» WORK REQUIRED
All of the records must be set down again word for word.

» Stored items
= = =

//! PBKDF2 with HMAC-SHA-256 as the pseudorandom function, RFC 8018 section 5.2.
use hmac::{Hmac, Mac};
use sha2::Sha256;

use super::scrub;

type HmacSha256 = Hmac<Sha256>;

const BLOCK_LEN: usize = 32;

/// Derive `out.len()` bytes of key from `password` and `salt`.
///
/// Intermediate blocks are zeroed before returning.
pub fn pbkdf2_hmac_sha256(password: &[u8], salt: &[u8], iterations: u32, out: &mut [u8]) {
    let prf = HmacSha256::new_from_slice(password).expect("HMAC can take key of any size");

    for (i, chunk) in out.chunks_mut(BLOCK_LEN).enumerate() {
        let block = i as u32 + 1;

        let mut mac = prf.clone();
        mac.update(salt);
        mac.update(&block.to_be_bytes());

        let mut u = [0u8; BLOCK_LEN];
        u.copy_from_slice(&mac.finalize().into_bytes());
        let mut t = u;

        for _ in 1..iterations {
            let mut mac = prf.clone();
            mac.update(&u);
            u.copy_from_slice(&mac.finalize().into_bytes());
            t.iter_mut().zip(u).for_each(|(t, u)| *t ^= u);
        }

        chunk.copy_from_slice(&t[..chunk.len()]);

        scrub(&mut u);
        scrub(&mut t);
    }
}

#[cfg(test)]
mod test {
    use super::*;

    fn derive(password: &[u8], salt: &[u8], iterations: u32, len: usize) -> String {
        let mut out = vec![0; len];
        pbkdf2_hmac_sha256(password, salt, iterations, &mut out);
        out.iter().map(|b| format!("{b:02x}")).collect()
    }

    #[test]
    fn single_block_vectors() {
        assert_eq!(
            derive(b"password", b"salt", 1, 32),
            "120fb6cffcf8b32c43e7225256c4f837a86548c92ccc35480805987cb70be17b",
        );
        assert_eq!(
            derive(b"password", b"salt", 2, 32),
            "ae4d0c95af6b46d32d0adff928f06dd02a303f8ef3c251dfd6e2d85a95474c43",
        );
        assert_eq!(
            derive(b"password", b"salt", 4096, 32),
            "c5e478d59288c841aa530db6845c4c8d962893a001ce4e11a4963873aa98134a",
        );
    }

    #[test]
    fn multi_block_vectors() {
        assert_eq!(
            derive(b"passwd", b"salt", 1, 64),
            "55ac046e56e3089fec1691c22544b605f94185216dde0465e68b9d57c20dacbc\
             49ca9cccf179b645991664b39d77ef317c71b845b1e30bd509112041d3a19783",
        );
        assert_eq!(
            derive(b"passwordPASSWORDpassword", b"saltSALTsaltSALTsaltSALTsaltSALTsalt", 4096, 40),
            "348c89dbcbd32b2f32d814b8116e84cf2b17347ebc1800181c4e2a1fb8dd53e1c635518c7dac47e9",
        );
    }
}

= = =

» EXPECTED ANSWER
//! PBKDF2 with HMAC-SHA-256 as the pseudorandom function, RFC 8018 section 5.2.
use hmac::{Hmac, Mac};
use sha2::Sha256;

use super::scrub;

type HmacSha256 = Hmac<Sha256>;

const BLOCK_LEN: usize = 32;

/// Derive `out.len()` bytes of key from `password` and `salt`.
///
/// Intermediate blocks are zeroed before returning.
pub fn pbkdf2_hmac_sha256(password: &[u8], salt: &[u8], iterations: u32, out: &mut [u8]) {
    let prf = HmacSha256::new_from_slice(password).expect("HMAC can take key of any size");

    for (i, chunk) in out.chunks_mut(BLOCK_LEN).enumerate() {
        let block = i as u32 + 1;

        let mut mac = prf.clone();
        mac.update(salt);
        mac.update(&block.to_be_bytes());

        let mut u = [0u8; BLOCK_LEN];
        u.copy_from_slice(&mac.finalize().into_bytes());
        let mut t = u;

        for _ in 1..iterations {
            let mut mac = prf.clone();
            mac.update(&u);
            u.copy_from_slice(&mac.finalize().into_bytes());
            t.iter_mut().zip(u).for_each(|(t, u)| *t ^= u);
        }

        chunk.copy_from_slice(&t[..chunk.len()]);

        scrub(&mut u);
        scrub(&mut t);
    }
}

#[cfg(test)]
mod test {
    use super::*;

    fn derive(password: &[u8], salt: &[u8], iterations: u32, len: usize) -> String {
        let mut out = vec![0; len];
        pbkdf2_hmac_sha256(password, salt, iterations, &mut out);
        out.iter().map(|b| format!("{b:02x}")).collect()
    }

    #[test]
    fn single_block_vectors() {
        assert_eq!(
            derive(b"password", b"salt", 1, 32),
            "120fb6cffcf8b32c43e7225256c4f837a86548c92ccc35480805987cb70be17b",
        );
        assert_eq!(
            derive(b"password", b"salt", 2, 32),
            "ae4d0c95af6b46d32d0adff928f06dd02a303f8ef3c251dfd6e2d85a95474c43",
        );
        assert_eq!(
            derive(b"password", b"salt", 4096, 32),
            "c5e478d59288c841aa530db6845c4c8d962893a001ce4e11a4963873aa98134a",
        );
    }

    #[test]
    fn multi_block_vectors() {
        assert_eq!(
            derive(b"passwd", b"salt", 1, 64),
            "55ac046e56e3089fec1691c22544b605f94185216dde0465e68b9d57c20dacbc\
             49ca9cccf179b645991664b39d77ef317c71b845b1e30bd509112041d3a19783",
        );
        assert_eq!(
            derive(b"passwordPASSWORDpassword", b"saltSALTsaltSALTsaltSALTsaltSALTsalt", 4096, 40),
            "348c89dbcbd32b2f32d814b8116e84cf2b17347ebc1800181c4e2a1fb8dd53e1c635518c7dac47e9",
        );
    }
}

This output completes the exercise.